When not to use Virtual Threads

The Thread class is the way Java gives you access to the OS Thread API. Most of the operations performed in this class make system calls. In production we rarely use the Thread directly, we use the Java concurrency package with the Thread Pools, Locks along with other nice things. And of course, there would have to be some actual I/O or other thread parking for Loom to bring benefits. Project Loom has revisited all areas in the Java runtime libraries that can block and updated the code to yield if the code encounters blocking.

As we said, structural concurrency and scoped values are some of them. This article will help you better understand virtual threads and how to use them. In the beginning, we introduced the reason behind the introduction of virtual threads in the JVM. We made some examples of pinned threads, and finally, we saw how some old best practices are no longer valid when using virtual threads. In this section, we’ll introduce the implementation of continuation in Java virtual threads. We’re not going into too much detail, but we’ll try to give a general idea of how the virtual threads are implemented.

The Scheduler and Cooperative Scheduling

The client requests something, while we fetch the data or do the processing this thread is taken and can’t be used by anyone else. Servers start and allocate a predefined number of threads (for example 200 for Tomcat). Their initial state is called “Parked”, while they are in this state they don’t take CPU resources.

• Note that after using the virtual threads, our application may be able to handle millions of threads, but other systems or platforms handle only a few requests at a time.
• Spring Runtime offers support and binaries for OpenJDK™, Spring, and Apache Tomcat® in one simple subscription.
• Now, calling factory.newThread(myRunnable) creates a new (unstarted) virtual thread.
• In fact, the implementation of the ExecutorService interface present in the
  java.util.concurrent package is a thread pool implementation.
• As we said, both the JEPs are still in the preview/incubation step, so we must enable them in our project.
• And of course, there would have to be some actual I/O or other thread parking for Loom to bring benefits.

When we hit the limit on concurrent threads, the throughput of the thread-per-task model is limited by Littles Law. Virtual threads address this in a graceful way by giving us more concurrent threads rather than asking us to change our programming model. Whenever a virtual thread blocks, it is unmounted, and the platform thread runs another virtual thread.
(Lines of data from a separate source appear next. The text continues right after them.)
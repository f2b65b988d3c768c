use std::fmt;

use serde::{Deserialize, Serialize};

use crate::error::NodeError;

/// A three-component vector, the payload of [`Value::Vector3`].
///
/// Components stay `f32` because blueprint values describe per-frame spatial
/// data (positions, directions, velocities), not accumulated quantities.
#[derive(Debug, Clone, Copy, PartialEq, Default, Serialize, Deserialize)]
pub struct Vec3 {
    pub x: f32,
    pub y: f32,
    pub z: f32,
}

impl Vec3 {
    #[must_use]
    pub const fn new(x: f32, y: f32, z: f32) -> Self {
        Self { x, y, z }
    }
}

impl fmt::Display for Vec3 {
    fn fmt(&self, f: &mut fmt::Formatter<'_>) -> fmt::Result {
        write!(f, "({}, {}, {})", self.x, self.y, self.z)
    }
}

/// Stable host-managed pointer identifier.
///
/// Pointer values are opaque handles to caller-managed data. The handle is an
/// integer rather than a raw pointer so that values stay `Send`, serializable,
/// and can round-trip between host and engine without the engine ever owning
/// or freeing host data. The host keeps the table that maps handles back to
/// its own objects.
#[derive(Debug, Clone, Copy, PartialEq, Eq, Hash, PartialOrd, Ord, Serialize, Deserialize)]
pub struct PointerId(u64);

impl PointerId {
    /// Creates a pointer ID from a raw integer.
    #[must_use]
    pub const fn new(raw: u64) -> Self {
        Self(raw)
    }

    /// Returns the raw integer identifier.
    #[must_use]
    pub const fn raw(self) -> u64 {
        self.0
    }
}

/// The discriminant of a [`Value`], without its payload.
///
/// Used in type-mismatch diagnostics and anywhere a node behavior needs to
/// reason about a value's kind without touching the payload.
#[derive(
    Debug, Clone, Copy, PartialEq, Eq, Hash, strum::Display, strum::IntoStaticStr, Serialize, Deserialize,
)]
#[strum(serialize_all = "snake_case")]
pub enum ValueKind {
    None,
    Int,
    Float,
    Bool,
    Vector3,
    Pointer,
}

/// A single datum travelling on the execution stack or stored in a program's
/// constant pool.
///
/// The payload is only reachable through checked accessors (`as_*` /
/// `expect_*`), so reading a representation other than the active one is
/// impossible by construction. Every variant is `Copy`; values carry no
/// ownership and no lifetime beyond their containing slot.
#[derive(Debug, Clone, Copy, PartialEq, Default, Serialize, Deserialize)]
pub enum Value {
    #[default]
    None,
    Int(i64),
    Float(f64),
    Bool(bool),
    Vector3(Vec3),
    /// Opaque non-owning handle to caller-managed data.
    Pointer(PointerId),
}

impl Value {
    /// Returns the discriminant of this value.
    #[must_use]
    pub const fn kind(&self) -> ValueKind {
        match self {
            Self::None => ValueKind::None,
            Self::Int(_) => ValueKind::Int,
            Self::Float(_) => ValueKind::Float,
            Self::Bool(_) => ValueKind::Bool,
            Self::Vector3(_) => ValueKind::Vector3,
            Self::Pointer(_) => ValueKind::Pointer,
        }
    }

    #[must_use]
    pub const fn as_int(&self) -> Option<i64> {
        match self {
            Self::Int(i) => Some(*i),
            _ => None,
        }
    }

    #[must_use]
    pub const fn as_float(&self) -> Option<f64> {
        match self {
            Self::Float(x) => Some(*x),
            _ => None,
        }
    }

    #[must_use]
    pub const fn as_bool(&self) -> Option<bool> {
        match self {
            Self::Bool(b) => Some(*b),
            _ => None,
        }
    }

    #[must_use]
    pub const fn as_vector3(&self) -> Option<Vec3> {
        match self {
            Self::Vector3(v) => Some(*v),
            _ => None,
        }
    }

    #[must_use]
    pub const fn as_pointer(&self) -> Option<PointerId> {
        match self {
            Self::Pointer(p) => Some(*p),
            _ => None,
        }
    }

    /// Reads the `Int` payload, or reports a type mismatch.
    ///
    /// The `expect_*` accessors are the form node behaviors use: a wrong kind
    /// becomes a [`NodeError::TypeMismatch`] that the machine surfaces as an
    /// execution fault naming the offending opcode.
    pub fn expect_int(&self) -> Result<i64, NodeError> {
        self.as_int().ok_or(self.mismatch(ValueKind::Int))
    }

    /// Reads the `Float` payload, or reports a type mismatch.
    pub fn expect_float(&self) -> Result<f64, NodeError> {
        self.as_float().ok_or(self.mismatch(ValueKind::Float))
    }

    /// Reads the `Bool` payload, or reports a type mismatch.
    pub fn expect_bool(&self) -> Result<bool, NodeError> {
        self.as_bool().ok_or(self.mismatch(ValueKind::Bool))
    }

    /// Reads the `Vector3` payload, or reports a type mismatch.
    pub fn expect_vector3(&self) -> Result<Vec3, NodeError> {
        self.as_vector3().ok_or(self.mismatch(ValueKind::Vector3))
    }

    /// Reads the `Pointer` payload, or reports a type mismatch.
    pub fn expect_pointer(&self) -> Result<PointerId, NodeError> {
        self.as_pointer().ok_or(self.mismatch(ValueKind::Pointer))
    }

    const fn mismatch(&self, expected: ValueKind) -> NodeError {
        NodeError::TypeMismatch {
            expected,
            actual: self.kind(),
        }
    }
}

impl From<i64> for Value {
    fn from(v: i64) -> Self {
        Self::Int(v)
    }
}

impl From<f64> for Value {
    fn from(v: f64) -> Self {
        Self::Float(v)
    }
}

impl From<bool> for Value {
    fn from(v: bool) -> Self {
        Self::Bool(v)
    }
}

impl From<Vec3> for Value {
    fn from(v: Vec3) -> Self {
        Self::Vector3(v)
    }
}

impl From<PointerId> for Value {
    fn from(v: PointerId) -> Self {
        Self::Pointer(v)
    }
}

impl fmt::Display for Value {
    fn fmt(&self, f: &mut fmt::Formatter<'_>) -> fmt::Result {
        match self {
            Self::None => write!(f, "none"),
            Self::Int(i) => write!(f, "{i}"),
            Self::Float(x) => {
                // keep a decimal point so floats stay distinguishable from ints
                if x.fract() == 0.0 && x.is_finite() {
                    write!(f, "{x:.1}")
                } else {
                    write!(f, "{x}")
                }
            }
            Self::Bool(b) => write!(f, "{b}"),
            Self::Vector3(v) => write!(f, "{v}"),
            Self::Pointer(p) => write!(f, "ptr#{}", p.raw()),
        }
    }
}

#[cfg(test)]
mod tests {
    use super::*;

    #[test]
    fn kind_matches_active_variant() {
        assert_eq!(Value::None.kind(), ValueKind::None);
        assert_eq!(Value::Int(3).kind(), ValueKind::Int);
        assert_eq!(Value::Float(1.5).kind(), ValueKind::Float);
        assert_eq!(Value::Bool(true).kind(), ValueKind::Bool);
        assert_eq!(Value::Vector3(Vec3::new(1.0, 2.0, 3.0)).kind(), ValueKind::Vector3);
        assert_eq!(Value::Pointer(PointerId::new(7)).kind(), ValueKind::Pointer);
    }

    #[test]
    fn checked_accessors_refuse_other_kinds() {
        let v = Value::Int(42);
        assert_eq!(v.as_int(), Some(42));
        assert_eq!(v.as_float(), None);
        assert_eq!(v.as_bool(), None);

        let err = v.expect_float().unwrap_err();
        assert_eq!(
            err,
            NodeError::TypeMismatch {
                expected: ValueKind::Float,
                actual: ValueKind::Int,
            }
        );
    }

    #[test]
    fn display_keeps_float_marker() {
        assert_eq!(Value::Float(20.0).to_string(), "20.0");
        assert_eq!(Value::Float(0.25).to_string(), "0.25");
        assert_eq!(Value::Int(20).to_string(), "20");
        assert_eq!(Value::Vector3(Vec3::new(1.0, 0.0, 0.0)).to_string(), "(1, 0, 0)");
    }
}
Modern Java server concurrency problems

In concurrent programming, we should write programs as if they were sequential. In fact, the more straightforward way to write concurrent programs in Java is to create a new thread for every concurrent task. There are other ways of using Thread to spawn virtual threads, like Thread.ofVirtual().start(runnable). To locate uses of thread locals in your app, run with the VM flag jdk.traceVirtualThreadLocals. You will get a stack trace when a virtual thread mutates a thread-local variable. Another common use for thread locals is to provide “implicit” context, such as a database connection, that is properly configured for each task.

Working with Virtual Threads in Spring 6

We can use the Thread.Builder reference to create and start multiple threads. In this example, we ran our continuation and, at some point, decided to stop the processing. Then once we re-ran it, our continuation continued from where it left off. By the output, we see that the run() method was called twice, but the continuation was started once and then continued its execution on the second run from where it left off.

A lot of changes and proposals from the first draft, but it seems to be ready in Java 21. Virtual threads are a preview feature of Java 19, which means that they will be included in an official JDK release within the next 12 months. Originally introduced by Project Loom, Spring 6 release grants developers the option to start experimenting with this awesome feature.